Interest Income. Interest income for the three months ended December 31,
2002, was approximately $3,713,000, or $796,000 less than interest income for
the three months ended December 31, 2001. The total average interest-earning
assets decreased $25.0 million, while the yield decreased from 6.75% to 6.13%.
Of the $796,000 decrease in interest income, $489,000 and $153,000 was due to
volume and rate decreases, respectively in loans, $178,000 was due to rate
decreases on taxable investment and mortgage-backed securities, $3,000 was due
to volume decreases on nontaxable investments, $3,000 was due to rate decreases
on FHLB stock, $25,000 and $11,000 was due to volume and rate decreases,
respectively on FHLB DDA, offset by a $66,000 increase in the volume of taxable
investments and mortgage-backed securities.

For the three months ended December 31, 2002, compared to the three months
ended December 31, 2001, the average balance of loans receivable decreased $24.2
million, total loan interest income decreased $642,000 and the average yield on
loans decreased 55 basis points. For the same comparative periods, the average
balance of investments and mortgage-backed securities receivable increased $4.1
million, interest income decreased $115,000 and the average yield decreased 59
basis points. Further, the average balance of other interest-earning assets
(primarily FHLB DDA's and FHLB stock) decreased $4.9 million, interest income
decreased $39,000 and the average yield decreased 37 basis points.

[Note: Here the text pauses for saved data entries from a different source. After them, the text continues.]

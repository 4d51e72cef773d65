//! Redis list backed work queue.
//!
//! Producers `LPUSH` onto the queue list. Each consumer `BRPOPLPUSH`es the
//! oldest element into its own in-flight list, so a message is owned by at
//! most one consumer and survives a consumer crash until the next
//! [`WorkQueue::recover_in_flight`], which returns it with its redelivery
//! counter bumped.

use std::time::Duration;

use async_trait::async_trait;
use fred::clients::Client;
use fred::interfaces::ListInterface;
use tracing::{debug, info, warn};

use super::{Delivery, Envelope, WorkQueue};
use crate::connection::{ConnectionTask, connect_client};
use crate::error::QueueResult;
use crate::retry::DeadLetterEntry;

/// Work queue stored in Redis lists.
#[derive(Clone)]
pub struct RedisWorkQueue {
    client: Client,
    queue: String,
    processing: String,
    dead: String,
}

impl RedisWorkQueue {
    /// Wrap an already connected client.
    ///
    /// Blocking dequeues occupy the connection, so every consumer needs its
    /// own client. Producers may share one.
    #[must_use]
    pub fn new(client: Client, queue: &str, consumer_id: &str) -> Self {
        Self {
            client,
            queue: queue.to_string(),
            processing: format!("{queue}:processing:{consumer_id}"),
            dead: format!("{queue}:dead"),
        }
    }

    /// Connect a dedicated client for one consumer.
    pub async fn connect(
        redis_url: &str,
        queue: &str,
        consumer_id: &str,
    ) -> QueueResult<(Self, ConnectionTask)> {
        let (client, task) = connect_client(redis_url).await?;
        Ok((Self::new(client, queue, consumer_id), task))
    }

    /// Name of the queue list.
    #[must_use]
    pub fn queue_key(&self) -> &str {
        &self.queue
    }

    /// Name of this consumer's in-flight list.
    #[must_use]
    pub fn processing_key(&self) -> &str {
        &self.processing
    }

    /// Name of the dead letter list.
    #[must_use]
    pub fn dead_letter_key(&self) -> &str {
        &self.dead
    }

    /// Number of messages waiting in the queue.
    pub async fn len(&self) -> QueueResult<usize> {
        let len: usize = self.client.llen(self.queue.as_str()).await?;
        Ok(len)
    }

    /// Check whether the queue has no waiting messages.
    pub async fn is_empty(&self) -> QueueResult<bool> {
        Ok(self.len().await? == 0)
    }

    async fn settle(&self, delivery: &Delivery) -> QueueResult<()> {
        let removed: i64 = self
            .client
            .lrem(self.processing.as_str(), 1, delivery.receipt.as_str())
            .await?;
        if removed == 0 {
            warn!(
                queue = %self.queue,
                delivery_id = %delivery.id,
                "Settled delivery was not in the in-flight list"
            );
        }
        Ok(())
    }
}

#[async_trait]
impl WorkQueue for RedisWorkQueue {
    async fn publish(&self, body: String) -> QueueResult<()> {
        let envelope = Envelope::new(body);
        let stored = serde_json::to_string(&envelope)?;
        let _: i64 = self.client.lpush(self.queue.as_str(), stored).await?;
        debug!(queue = %self.queue, delivery_id = %envelope.id, "Message enqueued");
        Ok(())
    }

    async fn next_delivery(&self, timeout: Duration) -> QueueResult<Option<Delivery>> {
        let stored: Option<String> = self
            .client
            .brpoplpush(
                self.queue.as_str(),
                self.processing.as_str(),
                timeout.as_secs_f64(),
            )
            .await?;

        Ok(stored.map(|stored| Envelope::parse(&stored).into_delivery(stored)))
    }

    async fn ack(&self, delivery: &Delivery) -> QueueResult<()> {
        self.settle(delivery).await
    }

    async fn reject(&self, delivery: &Delivery, requeue: bool) -> QueueResult<()> {
        if requeue {
            let again = Envelope::parse(&delivery.receipt).redelivered();
            let stored = serde_json::to_string(&again)?;
            // Pushed on the consuming end so it is the next message delivered.
            let _: i64 = self.client.rpush(self.queue.as_str(), stored).await?;
        }
        self.settle(delivery).await
    }

    async fn dead_letter(&self, delivery: &Delivery, reason: &str) -> QueueResult<()> {
        let entry = DeadLetterEntry::new(delivery.body.as_str(), delivery.redeliveries, reason);
        let stored = serde_json::to_string(&entry)?;
        let _: i64 = self.client.lpush(self.dead.as_str(), stored).await?;
        self.settle(delivery).await
    }

    async fn recover_in_flight(&self) -> QueueResult<usize> {
        let mut recovered = 0;
        loop {
            // Copy before removing, so a crash here duplicates rather than loses.
            let stored: Option<String> = self.client.lindex(self.processing.as_str(), -1).await?;
            let Some(stored) = stored else {
                break;
            };

            let again = serde_json::to_string(&Envelope::parse(&stored).redelivered())?;
            let _: i64 = self.client.lpush(self.queue.as_str(), again).await?;
            let _: Option<String> = self.client.rpop(self.processing.as_str(), None).await?;
            recovered += 1;
        }

        if recovered > 0 {
            info!(
                queue = %self.queue,
                processing = %self.processing,
                recovered,
                "Returned unsettled deliveries to the queue"
            );
        }
        Ok(recovered)
    }
}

Interest income for the six months ended December 31, 2002, was
approximately $7,685,000, or $1,525,000 less than interest income for the six
months ended December 31, 2001. The total average interest-earning assets
decreased $23.4 million, while the yield decreased from 6.88% to 6.29%. Of the
$1,525,000 decrease in interest income, $876,000 and $294,000 was due to volume
and rate decreases, respectively in loans, $284,000 was due to rate decreases on
taxable investment and mortgage-backed securities, $66,000 was due to volume
decreases on nontaxable investments, $11,000 was due to rate decreases on FHLB
stock, $35,000 and $51,000 was due to volume and rate decreases, respectively on
FHLB DDA, offset primarily by an $91,000 increase in the volume of taxable
investments and mortgage-backed securities.

For the six months ended December 31, 2002, compared to the six months
ended December 31, 2001, the average balance of loans receivable decreased $21.3
million, total loan interest income decreased $1,170,000 and the average yield
on loans decreased 52 basis points. For the same comparative periods, the
average balance of investments and mortgage-backed securities receivable
increased $353,000, interest income decreased $257,000 and the average yield
decreased 45 basis points. Further, the average balance of other
interest-earning assets (primarily FHLB DDA's and FHLB stock) decreased $2.4
million, interest income decreased $99,000 and the average yield decreased 94
basis points.

Interest Expense. For the three months ended December 31, 2002, compared to
the three months ended December 31, 2001, the average balance of
interest-bearing liabilities decreased $24.1 million, total interest expense
decreased $665,000 and the average cost decreased 71 basis points. The average
balance of interest-bearing deposits decreased $15.0 million, deposit interest
expense decreased $534,000 and the average cost decreased 110 basis points. The
average balance of FHLB advances decreased $9.1 million, FHLB interest expense
decreased $132,000 and the average cost increased 2 basis points.

Page 13


Of the $665,000 decrease in interest expense, $156,000 was due to volume
decreases in deposits, $377,000 was due to rate decreases on deposits, and
$135,000 was due to volume decreases on FHLB advances offset by a $3,000
increase due to average rate increases on FHLB advances.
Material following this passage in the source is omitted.